//! Package requirements.
//!
//! A requirement names a definition (optionally namespace-qualified with
//! `::`), an optional bracketed variant selector, and a specifier set:
//! `maya::mtoa[gpu] >=2, <3`.

use crate::specifier::{SpecifierError, SpecifierSet};
use crate::version::Version;
use serde::{Deserialize, Deserializer, Serialize, Serializer};
use std::collections::BTreeSet;
use std::fmt;
use std::str::FromStr;
use thiserror::Error;

#[derive(Debug, Error, Clone, PartialEq, Eq)]
pub enum RequirementError {
    #[error("invalid requirement {literal:?}: {reason}")]
    Invalid { literal: String, reason: String },
    #[error("invalid requirement {literal:?}: {source}")]
    Specifier {
        literal: String,
        source: SpecifierError,
    },
}

impl RequirementError {
    fn new(literal: &str, reason: impl Into<String>) -> Self {
        RequirementError::Invalid {
            literal: literal.to_string(),
            reason: reason.into(),
        }
    }
}

pub type Result<T> = std::result::Result<T, RequirementError>;

fn is_name_byte(b: u8) -> bool {
    b.is_ascii_alphanumeric() || matches!(b, b'_' | b'.' | b'-')
}

#[derive(Debug, Clone, PartialEq, Eq, Hash)]
pub struct Requirement {
    namespace: Option<String>,
    name: String,
    extras: BTreeSet<String>,
    specifiers: SpecifierSet,
}

impl Requirement {
    pub fn new(
        namespace: Option<String>,
        name: impl Into<String>,
        extras: impl IntoIterator<Item = String>,
        specifiers: SpecifierSet,
    ) -> Self {
        Self {
            namespace,
            name: name.into(),
            extras: extras.into_iter().collect(),
            specifiers,
        }
    }

    /// An unconstrained requirement on a bare name.
    pub fn any(name: impl Into<String>) -> Self {
        Self::new(None, name, [], SpecifierSet::any())
    }

    pub fn namespace(&self) -> Option<&str> {
        self.namespace.as_deref()
    }

    pub fn name(&self) -> &str {
        &self.name
    }

    pub fn extras(&self) -> &BTreeSet<String> {
        &self.extras
    }

    pub fn specifiers(&self) -> &SpecifierSet {
        &self.specifiers
    }

    /// `namespace::name`, or the bare name when no namespace is set.
    pub fn qualified_name(&self) -> String {
        match &self.namespace {
            Some(namespace) => format!("{namespace}::{}", self.name),
            None => self.name.clone(),
        }
    }

    /// Match against the identity of a materialized package. The namespace
    /// only constrains when the requirement carries one; a non-empty extras
    /// set requires the package's variant to be one of its members.
    pub fn matches_parts(
        &self,
        namespace: Option<&str>,
        name: &str,
        variant: Option<&str>,
        version: &Version,
    ) -> bool {
        if self.name != name {
            return false;
        }
        if let Some(required) = &self.namespace {
            if namespace != Some(required.as_str()) {
                return false;
            }
        }
        if !self.extras.is_empty() {
            match variant {
                Some(variant) if self.extras.contains(variant) => {}
                _ => return false,
            }
        }
        self.specifiers.matches(version)
    }

    /// Conjunction of this requirement's specifiers with another's.
    pub fn intersect(&self, other: &Requirement) -> SpecifierSet {
        self.specifiers.intersect(&other.specifiers)
    }

    pub fn is_overlapping(&self, other: &Requirement) -> bool {
        self.specifiers.is_overlapping(&other.specifiers)
    }
}

/// Fold several requirements on the same definition into one: specifiers
/// conjoin, extras union (a parent that demanded `foo[V1]` keeps that
/// extra), the first explicit namespace wins.
pub fn combine_requirements<'a>(
    requirements: impl IntoIterator<Item = &'a Requirement>,
) -> Option<Requirement> {
    let mut iter = requirements.into_iter();
    let first = iter.next()?;
    let mut combined = first.clone();
    for requirement in iter {
        combined.specifiers = combined.specifiers.intersect(&requirement.specifiers);
        combined.extras.extend(requirement.extras.iter().cloned());
        if combined.namespace.is_none() {
            combined.namespace = requirement.namespace.clone();
        }
    }
    Some(combined)
}

/// A pair of requirements on the same name whose version ranges cannot both
/// be satisfied.
#[derive(Debug, Clone, PartialEq, Eq)]
pub struct RequirementConflict {
    pub name: String,
    pub left: Requirement,
    pub right: Requirement,
}

impl fmt::Display for RequirementConflict {
    fn fmt(&self, f: &mut fmt::Formatter<'_>) -> fmt::Result {
        write!(f, "{} vs {}", self.left, self.right)
    }
}

/// Cross-check two requirement lists: for every name appearing in both, a
/// conflict is recorded iff the two version ranges do not overlap.
pub fn check_conflicting_requirements(
    left: &[Requirement],
    right: &[Requirement],
) -> Vec<RequirementConflict> {
    let mut conflicts = Vec::new();
    for a in left {
        for b in right {
            if a.qualified_name() == b.qualified_name() && !a.is_overlapping(b) {
                conflicts.push(RequirementConflict {
                    name: a.qualified_name(),
                    left: a.clone(),
                    right: b.clone(),
                });
            }
        }
    }
    conflicts
}

impl fmt::Display for Requirement {
    fn fmt(&self, f: &mut fmt::Formatter<'_>) -> fmt::Result {
        write!(f, "{}", self.qualified_name())?;
        if !self.extras.is_empty() {
            let extras = self
                .extras
                .iter()
                .map(String::as_str)
                .collect::<Vec<_>>()
                .join(",");
            write!(f, "[{extras}]")?;
        }
        if !self.specifiers.is_any() {
            write!(f, " {}", self.specifiers)?;
        }
        Ok(())
    }
}

impl FromStr for Requirement {
    type Err = RequirementError;

    fn from_str(s: &str) -> Result<Self> {
        let trimmed = s.trim();
        let bytes = trimmed.as_bytes();
        let mut pos = 0;

        // `ns::ns2::name`: every token but the last is namespace.
        let mut tokens: Vec<&str> = Vec::new();
        loop {
            let start = pos;
            while pos < bytes.len() && is_name_byte(bytes[pos]) {
                pos += 1;
            }
            if start == pos {
                return Err(RequirementError::new(s, "expected a package name"));
            }
            tokens.push(&trimmed[start..pos]);
            if bytes.get(pos) == Some(&b':') && bytes.get(pos + 1) == Some(&b':') {
                pos += 2;
            } else {
                break;
            }
        }
        let name = tokens.pop().map(str::to_string).unwrap_or_default();
        let namespace = if tokens.is_empty() {
            None
        } else {
            Some(tokens.join("::"))
        };

        let mut extras = BTreeSet::new();
        if bytes.get(pos) == Some(&b'[') {
            let close = trimmed[pos..]
                .find(']')
                .map(|offset| pos + offset)
                .ok_or_else(|| RequirementError::new(s, "unclosed variant selector"))?;
            let inner = trimmed[pos + 1..close].trim();
            if inner.is_empty() {
                return Err(RequirementError::new(s, "empty variant selector"));
            }
            if inner.contains(',') {
                return Err(RequirementError::new(
                    s,
                    "at most one variant may be selected",
                ));
            }
            extras.insert(inner.to_string());
            pos = close + 1;
        }

        let rest = trimmed[pos..].trim();
        let specifiers = rest
            .parse()
            .map_err(|source| RequirementError::Specifier {
                literal: s.to_string(),
                source,
            })?;

        Ok(Requirement {
            namespace,
            name,
            extras,
            specifiers,
        })
    }
}

impl Serialize for Requirement {
    fn serialize<S: Serializer>(&self, serializer: S) -> std::result::Result<S::Ok, S::Error> {
        serializer.serialize_str(&self.to_string())
    }
}

impl<'de> Deserialize<'de> for Requirement {
    fn deserialize<D: Deserializer<'de>>(deserializer: D) -> std::result::Result<Self, D::Error> {
        let s = String::deserialize(deserializer)?;
        s.parse().map_err(serde::de::Error::custom)
    }
}
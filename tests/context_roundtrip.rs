use std::collections::BTreeMap;
use std::fs;
use std::path::PathBuf;

use tempfile::TempDir;
use wiz::context::{CONTEXT_ENVIRON, decode_context, encode_context};
use wiz::history::EventCollector;
use wiz::registry::RegistryIndex;
use wiz::resolver::{ResolveOptions, Resolver};
use wiz::system::SystemDescriptor;

#[test]
fn encode_then_decode_is_the_identity() {
    let registries = vec![
        PathBuf::from("/studio/registry"),
        PathBuf::from("/project/registry"),
    ];
    let packages = vec![
        "studio::maya==2016.1".to_string(),
        "numpy[3.7]==1.16.6".to_string(),
        "tdsvn==0".to_string(),
    ];
    let encoded = encode_context(&registries, &packages);
    let (decoded_registries, decoded_packages) = decode_context(&encoded).unwrap();
    assert_eq!(decoded_registries, registries);
    assert_eq!(decoded_packages, packages);
}

#[test]
fn malformed_snapshots_are_rejected() {
    assert!(decode_context("%%%").is_err());
    // Valid base64, invalid payload.
    assert!(decode_context("aGVsbG8=").is_err());
}

#[test]
fn resolved_contexts_embed_a_decodable_snapshot() {
    let temp = TempDir::new().unwrap();
    fs::write(
        temp.path().join("foo.json"),
        r#"{"identifier": "foo", "version": "1.2.3"}"#,
    )
    .unwrap();
    fs::write(
        temp.path().join("bar.json"),
        r#"{"identifier": "bar", "version": "0.9", "requirements": ["foo"]}"#,
    )
    .unwrap();

    let system = SystemDescriptor::new("linux", "x86_64", "el", "7.3".parse().unwrap());
    let index = RegistryIndex::discover(
        &[temp.path().to_path_buf()],
        &system,
        &mut EventCollector::new(),
    )
    .unwrap();
    let resolver = Resolver::new(&index, ResolveOptions::default());
    let context = resolver
        .resolve(
            &["bar".to_string()],
            &BTreeMap::new(),
            &mut EventCollector::new(),
        )
        .unwrap();

    let encoded = &context.environ[CONTEXT_ENVIRON];
    let (registries, packages) = decode_context(encoded).unwrap();
    assert_eq!(registries, vec![temp.path().to_path_buf()]);
    let expected: Vec<String> = context
        .packages
        .iter()
        .map(|package| package.qualified_identifier.clone())
        .collect();
    assert_eq!(packages, expected);
}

━━━━━━

Work to be completed =>
What lines in the material mention "intersect"? Copy every one of them.

Expected output =>
    pub fn intersect(&self, other: &Requirement) -> SpecifierSet {
        self.specifiers.intersect(&other.specifiers)
        combined.specifiers = combined.specifiers.intersect(&requirement.specifiers);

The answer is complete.